(Collected data entries)
//! Axum routes for the trip planner service.

use axum::{
    extract::{Json, State},
    http::StatusCode,
    response::IntoResponse,
    routing::{get, post},
    Router,
};
use serde::{Deserialize, Serialize};
use std::sync::Arc;
use std::time::Instant;

use crate::edit::{EditError, TimelineEdit};
use crate::pipeline::{PipelineStage, ReconcileOutcome};
use crate::planner::PlannerError;
use crate::resolution::{resolution_options, OverlapResolution, ResolutionAction, ResolutionError};
use crate::routing::RouteCacheStats;
use crate::store::{JsonFileSegmentStore, SegmentStore};
use crate::TIMELINE_KERNEL_SCHEMA_VERSION;

use super::middleware::{record_edit, record_reconcile_metrics};
use super::state::ServiceState;

/// Type alias for the service state backed by the JSON file store.
pub type AppState = ServiceState<JsonFileSegmentStore>;

// ============================================================================
// Request/Response Types
// ============================================================================

/// A committed timeline with the generation it reflects.
#[derive(Debug, Clone, Serialize, Deserialize)]
pub struct TimelineResponse {
    /// Edit generation of the working list when the pass committed.
    pub generation: u64,
    /// The committed pass.
    pub outcome: ReconcileOutcome,
}

/// Overlaps of the committed timeline with their fixes.
#[derive(Debug, Clone, Serialize, Deserialize)]
pub struct OverlapsResponse {
    /// One entry per overlap, in timeline order.
    pub overlaps: Vec<OverlapResolution>,
}

/// Request to apply one overlap fix.
#[derive(Debug, Clone, Serialize, Deserialize)]
pub struct ResolveRequest {
    /// The fix.
    pub action: ResolutionAction,
}

/// Service health response (detailed).
#[derive(Debug, Clone, Serialize, Deserialize)]
pub struct HealthResponse {
    pub status: String,
    pub version: String,
    pub schema_version: String,
    pub policy_id: String,
    pub policy_params_hash: String,
    pub generation: u64,
    pub stage: PipelineStage,
    /// Fingerprint of the last committed timeline.
    #[serde(skip_serializing_if = "Option::is_none")]
    pub fingerprint: Option<String>,
    pub route_cache: RouteCacheStats,
    pub uptime_secs: u64,
}

/// Simple liveness response.
#[derive(Debug, Clone, Serialize, Deserialize)]
pub struct LivenessResponse {
    pub status: String,
}

/// Readiness response with dependency status.
#[derive(Debug, Clone, Serialize, Deserialize)]
pub struct ReadinessResponse {
    pub ready: bool,
    pub store: bool,
    pub details: Option<String>,
}

/// Structured error response with correlation ID for tracing.
#[derive(Debug, Clone, Serialize, Deserialize)]
pub struct ErrorResponse {
    /// Human-readable error message.
    pub error: String,
    /// Machine-readable error code.
    pub code: String,
    /// Correlation ID for request tracing.
    #[serde(skip_serializing_if = "Option::is_none")]
    pub correlation_id: Option<String>,
    /// Additional error details (optional).
    #[serde(skip_serializing_if = "Option::is_none")]
    pub details: Option<String>,
}

impl ErrorResponse {
    /// Create a new error response with code and message.
    pub fn new(code: impl Into<String>, error: impl Into<String>) -> Self {
        Self {
            error: error.into(),
            code: code.into(),
            correlation_id: None,
            details: None,
        }
    }

    /// Add a correlation ID to the error.
    pub fn with_correlation_id(mut self, id: impl Into<String>) -> Self {
        self.correlation_id = Some(id.into());
        self
    }

    /// Add details to the error.
    pub fn with_details(mut self, details: impl Into<String>) -> Self {
        self.details = Some(details.into());
        self
    }
}

impl IntoResponse for ErrorResponse {
    fn into_response(self) -> axum::response::Response {
        tracing::warn!(
            code = %self.code,
            error = %self.error,
            correlation_id = ?self.correlation_id,
            "Request error"
        );
        (StatusCode::BAD_REQUEST, Json(self)).into_response()
    }
}

type ApiError = (StatusCode, Json<ErrorResponse>);

fn planner_error(error: PlannerError) -> ApiError {
    let (status, code) = match &error {
        PlannerError::Edit(EditError::SegmentNotFound(_))
        | PlannerError::Edit(EditError::Resolution(ResolutionError::SegmentNotFound(_))) => {
            (StatusCode::NOT_FOUND, "SEGMENT_NOT_FOUND")
        }
        PlannerError::Edit(EditError::DuplicateSegment(_)) => (StatusCode::CONFLICT, "DUPLICATE_SEGMENT"),
        PlannerError::Edit(EditError::Resolution(_)) => (StatusCode::BAD_REQUEST, "RESOLUTION_REJECTED"),
        PlannerError::Edit(_) => (StatusCode::BAD_REQUEST, "INVALID_EDIT"),
        PlannerError::Superseded { .. } => (StatusCode::CONFLICT, "SUPERSEDED"),
        PlannerError::Store(_) => (StatusCode::INTERNAL_SERVER_ERROR, "STORE_FAILED"),
    };
    (status, Json(ErrorResponse::new(code, error.to_string())))
}

// ============================================================================
// Route Handlers
// ============================================================================

/// Return the committed timeline, reconciling once if nothing is committed yet.
async fn timeline_handler<S: SegmentStore + 'static>(
    State(state): State<Arc<ServiceState<S>>>,
) -> Result<Json<TimelineResponse>, ApiError> {
    let outcome = match state.planner.current() {
        Some(outcome) => outcome,
        None => state.planner.reconcile().await.map_err(planner_error)?,
    };
    Ok(Json(TimelineResponse {
        generation: state.planner.generation(),
        outcome,
    }))
}

/// Apply one edit and reconcile.
async fn edit_handler<S: SegmentStore + 'static>(
    State(state): State<Arc<ServiceState<S>>>,
    Json(edit): Json<TimelineEdit>,
) -> Result<Json<TimelineResponse>, ApiError> {
    let op = edit.name();
    let start = Instant::now();

    match state.planner.apply(edit).await {
        Ok(outcome) => {
            record_edit(op, "committed");
            record_reconcile_metrics(&outcome, start.elapsed().as_millis() as u64);
            Ok(Json(TimelineResponse {
                generation: state.planner.generation(),
                outcome,
            }))
        }
        Err(error) => {
            record_edit(op, if error.is_superseded() { "superseded" } else { "rejected" });
            Err(planner_error(error))
        }
    }
}

/// Re-run reconciliation on the working list.
async fn reconcile_handler<S: SegmentStore + 'static>(
    State(state): State<Arc<ServiceState<S>>>,
) -> Result<Json<TimelineResponse>, ApiError> {
    let start = Instant::now();
    let outcome = state.planner.reconcile().await.map_err(planner_error)?;
    record_reconcile_metrics(&outcome, start.elapsed().as_millis() as u64);

    Ok(Json(TimelineResponse {
        generation: state.planner.generation(),
        outcome,
    }))
}

/// List the overlaps of the committed timeline and how to fix each.
async fn overlaps_handler<S: SegmentStore + 'static>(
    State(state): State<Arc<ServiceState<S>>>,
) -> Json<OverlapsResponse> {
    let overlaps = state
        .planner
        .current()
        .map(|outcome| resolution_options(&outcome.timeline))
        .unwrap_or_default();
    Json(OverlapsResponse { overlaps })
}

/// Apply one overlap fix.
async fn resolve_handler<S: SegmentStore + 'static>(
    State(state): State<Arc<ServiceState<S>>>,
    Json(request): Json<ResolveRequest>,
) -> Result<Json<TimelineResponse>, ApiError> {
    edit_handler(
        State(state),
        Json(TimelineEdit::Resolve { action: request.action }),
    )
    .await
}

/// Health check endpoint (detailed).
async fn health_handler<S: SegmentStore + 'static>(
    State(state): State<Arc<ServiceState<S>>>,
) -> Json<HealthResponse> {
    let policy = state.planner.pipeline().policy();

    Json(HealthResponse {
        status: "healthy".to_string(),
        version: env!("CARGO_PKG_VERSION").to_string(),
        schema_version: TIMELINE_KERNEL_SCHEMA_VERSION.to_string(),
        policy_id: policy.policy_id().to_string(),
        policy_params_hash: policy.params_hash(),
        generation: state.planner.generation(),
        stage: state.planner.stage(),
        fingerprint: state.planner.current().map(|o| o.fingerprint),
        route_cache: state.route_cache.stats(),
        uptime_secs: state.uptime_secs(),
    })
}

/// Liveness probe endpoint.
///
/// Does NOT check dependencies.
async fn liveness_handler() -> Json<LivenessResponse> {
    Json(LivenessResponse {
        status: "alive".to_string(),
    })
}

/// Readiness probe endpoint.
///
/// Returns 200 if the store can be read, 503 otherwise.
async fn readiness_handler<S: SegmentStore + 'static>(
    State(state): State<Arc<ServiceState<S>>>,
) -> Result<Json<ReadinessResponse>, (StatusCode, Json<ReadinessResponse>)> {
    match state.planner.store().load_segments().await {
        Ok(_) => Ok(Json(ReadinessResponse {
            ready: true,
            store: true,
            details: None,
        })),
        Err(e) => Err((
            StatusCode::SERVICE_UNAVAILABLE,
            Json(ReadinessResponse {
                ready: false,
                store: false,
                details: Some(format!("Segment store unreadable: {}", e)),
            }),
        )),
    }
}

// ============================================================================
// Router Construction
// ============================================================================

/// Create the Axum router for the trip planner service.
pub fn create_router<S: SegmentStore + 'static>(state: ServiceState<S>) -> Router {
    let state = Arc::new(state);

    Router::new()
        // Timeline
        .route("/api/timeline", get(timeline_handler::<S>))
        .route("/api/edits", post(edit_handler::<S>))
        .route("/api/reconcile", post(reconcile_handler::<S>))
        // Overlaps
        .route("/api/overlaps", get(overlaps_handler::<S>))
        .route("/api/overlaps/resolve", post(resolve_handler::<S>))
        // Health checks
        .route("/health", get(health_handler::<S>))
        .route("/health/live", get(liveness_handler))
        .route("/health/ready", get(readiness_handler::<S>))
        .with_state(state)
}

#[cfg(test)]
mod tests {
    use super::*;
    use crate::policy::ReconcilePolicy;
    use crate::routing::StraightLineRouter;
    use crate::store::InMemorySegmentStore;
    use axum::body::{to_bytes, Body};
    use axum::http::Request;
    use tower::ServiceExt;

    async fn app() -> Router {
        let state = ServiceState::open(
            InMemorySegmentStore::new(),
            StraightLineRouter::default(),
            64,
            ReconcilePolicy::default(),
        )
        .await
        .unwrap();
        create_router(state)
    }

    async fn json_body(response: axum::response::Response) -> serde_json::Value {
        let bytes = to_bytes(response.into_body(), usize::MAX).await.unwrap();
        serde_json::from_slice(&bytes).unwrap()
    }

    #[tokio::test]
    async fn test_timeline_reconciles_on_first_read() {
        let response = app()
            .await
            .oneshot(Request::get("/api/timeline").body(Body::empty()).unwrap())
            .await
            .unwrap();

        assert_eq!(response.status(), StatusCode::OK);
        let body = json_body(response).await;
        let segments = body["outcome"]["timeline"].as_array().unwrap();
        assert_eq!(segments.len(), 3);
        assert_eq!(segments[1]["kind"]["type"], "drive");
    }

    #[tokio::test]
    async fn test_edit_queue_stop() {
        let request = Request::post("/api/edits")
            .header("content-type", "application/json")
            .body(Body::from(r#"{"op":"queue_stop","name":"Diner"}"#))
            .unwrap();
        let response = app().await.oneshot(request).await.unwrap();

        assert_eq!(response.status(), StatusCode::OK);
        let body = json_body(response).await;
        assert_eq!(body["generation"], 1);
        assert_eq!(body["outcome"]["queued"].as_array().unwrap().len(), 1);
    }

    #[tokio::test]
    async fn test_edit_unknown_segment_is_not_found() {
        let body = format!(
            r#"{{"op":"delete_stop","segment_id":"{}"}}"#,
            uuid::Uuid::new_v4()
        );
        let request = Request::post("/api/edits")
            .header("content-type", "application/json")
            .body(Body::from(body))
            .unwrap();
        let response = app().await.oneshot(request).await.unwrap();

        assert_eq!(response.status(), StatusCode::NOT_FOUND);
        assert_eq!(json_body(response).await["code"], "SEGMENT_NOT_FOUND");
    }

    #[tokio::test]
    async fn test_health_reports_policy() {
        let response = app()
            .await
            .oneshot(Request::get("/health").body(Body::empty()).unwrap())
            .await
            .unwrap();

        assert_eq!(response.status(), StatusCode::OK);
        let body = json_body(response).await;
        assert_eq!(body["policy_id"], "reconcile_policy_v1");
        assert_eq!(body["schema_version"], TIMELINE_KERNEL_SCHEMA_VERSION);
    }

    #[tokio::test]
    async fn test_overlaps_empty_before_first_commit() {
        let response = app()
            .await
            .oneshot(Request::get("/api/overlaps").body(Body::empty()).unwrap())
            .await
            .unwrap();

        assert_eq!(json_body(response).await["overlaps"].as_array().unwrap().len(), 0);
    }
}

● **EXERCISE REQUIREMENTS**
Give again, word for word, the records from their first line to the one with "pub type AppState", and leave out all else.

● **ANSWER TO THIS EXERCISE**
//! Axum routes for the trip planner service.

use axum::{
    extract::{Json, State},
    http::StatusCode,
    response::IntoResponse,
    routing::{get, post},
    Router,
};
use serde::{Deserialize, Serialize};
use std::sync::Arc;
use std::time::Instant;

use crate::edit::{EditError, TimelineEdit};
use crate::pipeline::{PipelineStage, ReconcileOutcome};
use crate::planner::PlannerError;
use crate::resolution::{resolution_options, OverlapResolution, ResolutionAction, ResolutionError};
use crate::routing::RouteCacheStats;
use crate::store::{JsonFileSegmentStore, SegmentStore};
use crate::TIMELINE_KERNEL_SCHEMA_VERSION;

use super::middleware::{record_edit, record_reconcile_metrics};
use super::state::ServiceState;

/// Type alias for the service state backed by the JSON file store.
pub type AppState = ServiceState<JsonFileSegmentStore>;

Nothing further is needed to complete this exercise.